Он очень хотел, чтобы Стонкус спросил еще о чем-нибудь. Но в гостиной затянулась опасная тишина. Боясь, чтобы хозяин не заговорил о чем-нибудь другом, Илья решился:
— Один хороший немец предупредил, что скоро в гетто проведут акцию — заберут всех детей как бесполезных для Рейха. А что с ними сделают, мы знаем… — И повторил то, что уже говорил другим: — Нашей девочке годик. — Хоть он и старался держаться, голос его задрожал. — Она светловолосая, на нас с женой не похожа. И еще не говорит.
Стонкус вдруг встал. Неужели все-таки будет звонить в полицию? Нет. Открыл дверь явно в кухню, — оттуда пахло едой.
— Алдона. Выйди, пожалуйста, к нам.
— Сейчас. Только забелю суп.
— Потом забелишь.
Когда она вошла, Илья встал. Даже в домашнем платье и переднике она оставалась той же знаменитой артисткой, лишь исполняющей роль домашней хозяйки.
Муж придвинул ей кресло.
— Садись. А вы, — он повернулся к Илье, — повторите жене то, что рассказали мне.

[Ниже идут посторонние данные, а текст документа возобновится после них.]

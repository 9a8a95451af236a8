//! Payroll error types.

use payledger_shared::ErrorKind;
use thiserror::Error;
use uuid::Uuid;

/// Errors that can occur while drafting, saving, or settling payroll.
#[derive(Debug, Error)]
pub enum PayrollError {
    // ========== Validation Errors ==========
    /// Month outside 1..=12 or a year without a calendar.
    #[error("Invalid payroll period {year}-{month}")]
    InvalidPeriod {
        /// Requested year.
        year: i32,
        /// Requested month.
        month: u32,
    },

    /// A salary component or manual adjustment is negative.
    #[error("Salary component '{0}' must not be negative")]
    NegativeComponent(&'static str),

    /// A slip's advance deduction is not fully assigned to ledgers.
    #[error("Staff member {0} has an advance deduction not covered by advance ledgers")]
    AdvanceLedgerMissing(Uuid),

    // ========== Not Found Errors ==========
    /// Staff member not found.
    #[error("Staff member not found: {0}")]
    StaffNotFound(Uuid),

    /// Payroll slip not found.
    #[error("Payroll slip not found: {0}")]
    SlipNotFound(Uuid),

    /// No payroll run exists for the period.
    #[error("No payroll run for {month}/{year}")]
    RunNotFound {
        /// Run year.
        year: i32,
        /// Run month.
        month: u32,
    },

    /// Holiday not found.
    #[error("Holiday not found: {0}")]
    HolidayNotFound(Uuid),

    // ========== Conflict Errors ==========
    /// Slip has already been settled.
    #[error("Payroll slip {0} is already paid")]
    SlipAlreadyPaid(Uuid),

    /// Run has already been confirmed.
    #[error("Payroll run for {month}/{year} is already paid")]
    RunAlreadyPaid {
        /// Run year.
        year: i32,
        /// Run month.
        month: u32,
    },

    /// Slips cannot be saved into a confirmed run.
    #[error("Payroll for {month}/{year} is locked")]
    PayrollLocked {
        /// Run year.
        year: i32,
        /// Run month.
        month: u32,
    },

    // ========== Policy Errors ==========
    /// Staff member is excluded from automatic payroll.
    #[error("Staff member {0} is exempt from automatic payroll")]
    ExemptEmployee(Uuid),
}

impl PayrollError {
    /// Returns the error kind.
    #[must_use]
    pub const fn kind(&self) -> ErrorKind {
        match self {
            Self::InvalidPeriod { .. }
            | Self::NegativeComponent(_)
            | Self::AdvanceLedgerMissing(_) => ErrorKind::Validation,

            Self::StaffNotFound(_)
            | Self::SlipNotFound(_)
            | Self::RunNotFound { .. }
            | Self::HolidayNotFound(_) => ErrorKind::NotFound,

            Self::SlipAlreadyPaid(_) | Self::RunAlreadyPaid { .. } | Self::PayrollLocked { .. } => {
                ErrorKind::Conflict
            }

            Self::ExemptEmployee(_) => ErrorKind::Policy,
        }
    }

    /// Returns the error code for callers.
    #[must_use]
    pub const fn error_code(&self) -> &'static str {
        match self {
            Self::InvalidPeriod { .. } => "INVALID_PERIOD",
            Self::NegativeComponent(_) => "NEGATIVE_COMPONENT",
            Self::AdvanceLedgerMissing(_) => "ADVANCE_LEDGER_MISSING",
            Self::StaffNotFound(_) => "STAFF_NOT_FOUND",
            Self::SlipNotFound(_) => "SLIP_NOT_FOUND",
            Self::RunNotFound { .. } => "RUN_NOT_FOUND",
            Self::HolidayNotFound(_) => "HOLIDAY_NOT_FOUND",
            Self::SlipAlreadyPaid(_) => "SLIP_ALREADY_PAID",
            Self::RunAlreadyPaid { .. } => "RUN_ALREADY_PAID",
            Self::PayrollLocked { .. } => "PAYROLL_LOCKED",
            Self::ExemptEmployee(_) => "EXEMPT_EMPLOYEE",
        }
    }
}
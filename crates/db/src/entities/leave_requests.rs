//! `SeaORM` Entity for leave_requests table.

use payledger_core::payroll::{LeaveSpan, is_loss_of_pay_leave};
use sea_orm::entity::prelude::*;
use serde::{Deserialize, Serialize};

use super::sea_orm_active_enums::LeaveStatus;

#[derive(Clone, Debug, PartialEq, DeriveEntityModel, Eq, Serialize, Deserialize)]
#[sea_orm(table_name = "leave_requests")]
pub struct Model {
    #[sea_orm(primary_key, auto_increment = false)]
    pub id: Uuid,
    pub staff_id: Uuid,
    pub leave_type: String,
    pub status: LeaveStatus,
    pub start_date: Date,
    pub end_date: Date,
}

impl From<Model> for LeaveSpan {
    fn from(model: Model) -> Self {
        Self {
            start_date: model.start_date,
            end_date: model.end_date,
            loss_of_pay: is_loss_of_pay_leave(&model.leave_type),
        }
    }
}

#[derive(Copy, Clone, Debug, EnumIter, DeriveRelation)]
pub enum Relation {
    #[sea_orm(
        belongs_to = "super::staff::Entity",
        from = "Column::StaffId",
        to = "super::staff::Column::Id",
        on_delete = "Cascade"
    )]
    Staff,
}

impl Related<super::staff::Entity> for Entity {
    fn to() -> RelationDef {
        Relation::Staff.def()
    }
}

impl ActiveModelBehavior for ActiveModel {}
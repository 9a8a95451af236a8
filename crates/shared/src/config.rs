//! Application configuration management.

use chrono::{FixedOffset, Offset, Utc};
use serde::Deserialize;

/// Application configuration.
#[derive(Debug, Clone, Deserialize)]
pub struct AppConfig {
    /// Database configuration.
    pub database: DatabaseConfig,
    /// Ledger numbering configuration.
    #[serde(default)]
    pub ledger: LedgerConfig,
    /// Payroll settlement configuration.
    #[serde(default)]
    pub payroll: PayrollConfig,
}

/// Database configuration.
#[derive(Debug, Clone, Deserialize)]
pub struct DatabaseConfig {
    /// Database connection URL.
    pub url: String,
    /// Maximum number of connections in the pool.
    #[serde(default = "default_max_connections")]
    pub max_connections: u32,
    /// Minimum number of connections in the pool.
    #[serde(default = "default_min_connections")]
    pub min_connections: u32,
}

fn default_max_connections() -> u32 {
    10
}

fn default_min_connections() -> u32 {
    1
}

/// Prefixes for generated ledger codes and transaction numbers.
#[derive(Debug, Clone, Deserialize)]
pub struct LedgerConfig {
    /// Prefix of generated ledger codes (`LGR0001`).
    #[serde(default = "default_ledger_code_prefix")]
    pub ledger_code_prefix: String,
    /// Prefix of generated transaction numbers (`TXN2603000001`).
    #[serde(default = "default_transaction_number_prefix")]
    pub transaction_number_prefix: String,
}

fn default_ledger_code_prefix() -> String {
    "LGR".to_string()
}

fn default_transaction_number_prefix() -> String {
    "TXN".to_string()
}

impl Default for LedgerConfig {
    fn default() -> Self {
        Self {
            ledger_code_prefix: default_ledger_code_prefix(),
            transaction_number_prefix: default_transaction_number_prefix(),
        }
    }
}

/// Payroll settlement configuration.
#[derive(Debug, Clone, Deserialize)]
pub struct PayrollConfig {
    /// Staff numbers that are never processed by automatic payroll.
    #[serde(default)]
    pub exempt_staff_numbers: Vec<String>,
    /// Name of the ledger salaries are paid from. Falls back to the first
    /// active bank ledger when unset or missing.
    #[serde(default)]
    pub bank_ledger_name: Option<String>,
    /// Offset from UTC used to decide what "today" is for payroll.
    #[serde(default = "default_utc_offset_minutes")]
    pub utc_offset_minutes: i32,
}

fn default_utc_offset_minutes() -> i32 {
    330 // IST
}

impl Default for PayrollConfig {
    fn default() -> Self {
        Self {
            exempt_staff_numbers: Vec::new(),
            bank_ledger_name: None,
            utc_offset_minutes: default_utc_offset_minutes(),
        }
    }
}

impl PayrollConfig {
    /// Returns the configured offset, or UTC when it is out of range.
    #[must_use]
    pub fn utc_offset(&self) -> FixedOffset {
        self.utc_offset_minutes
            .checked_mul(60)
            .and_then(FixedOffset::east_opt)
            .unwrap_or_else(|| Utc.fix())
    }
}

impl AppConfig {
    /// Loads configuration from environment and config files.
    ///
    /// # Errors
    ///
    /// Returns an error if configuration cannot be loaded.
    pub fn load() -> Result<Self, config::ConfigError> {
        let run_mode = std::env::var("RUN_MODE").unwrap_or_else(|_| "development".to_string());

        let config = config::Config::builder()
            .add_source(config::File::with_name("config/default").required(false))
            .add_source(config::File::with_name(&format!("config/{run_mode}")).required(false))
            .add_source(
                config::Environment::with_prefix("PAYLEDGER")
                    .separator("__")
                    .try_parsing(true)
                    .list_separator(",")
                    .with_list_parse_key("payroll.exempt_staff_numbers"),
            )
            .build()?;

        config.try_deserialize()
    }
}

#[cfg(test)]
mod tests {
    use super::*;

    #[test]
    fn test_load_from_environment() {
        temp_env::with_vars(
            [
                ("PAYLEDGER__DATABASE__URL", Some("sqlite::memory:")),
                ("PAYLEDGER__LEDGER__LEDGER_CODE_PREFIX", Some("ACME")),
                ("PAYLEDGER__PAYROLL__EXEMPT_STAFF_NUMBERS", Some("EMP0001,EMP0002")),
                ("PAYLEDGER__PAYROLL__BANK_LEDGER_NAME", Some("Operating Account")),
                ("RUN_MODE", None),
            ],
            || {
                let config = AppConfig::load().unwrap();
                assert_eq!(config.database.url, "sqlite::memory:");
                assert_eq!(config.database.max_connections, 10);
                assert_eq!(config.ledger.ledger_code_prefix, "ACME");
                assert_eq!(config.ledger.transaction_number_prefix, "TXN");
                assert_eq!(
                    config.payroll.exempt_staff_numbers,
                    vec!["EMP0001".to_string(), "EMP0002".to_string()]
                );
                assert_eq!(
                    config.payroll.bank_ledger_name.as_deref(),
                    Some("Operating Account")
                );
            },
        );
    }

    #[test]
    fn test_load_requires_database_url() {
        temp_env::with_vars_unset(["PAYLEDGER__DATABASE__URL", "RUN_MODE"], || {
            assert!(AppConfig::load().is_err());
        });
    }

    #[test]
    fn test_payroll_defaults() {
        let payroll = PayrollConfig::default();
        assert!(payroll.exempt_staff_numbers.is_empty());
        assert_eq!(payroll.utc_offset().local_minus_utc(), 330 * 60);
    }

    #[test]
    fn test_out_of_range_offset_falls_back_to_utc() {
        let payroll = PayrollConfig {
            utc_offset_minutes: 100_000,
            ..PayrollConfig::default()
        };
        assert_eq!(payroll.utc_offset().local_minus_utc(), 0);
    }
}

Илья откашлялся, чтобы голос не дрожал, и повторил.
— Не волнуйтесь, моя жена поняла вас, — сказал хозяин, потом обратился к жене: — Господин Шерас уверяет, что девочка светловолосая и еще не говорит. Так что… — он все-таки замялся, — родного языка не знает.
У Ильи заколотилось сердце.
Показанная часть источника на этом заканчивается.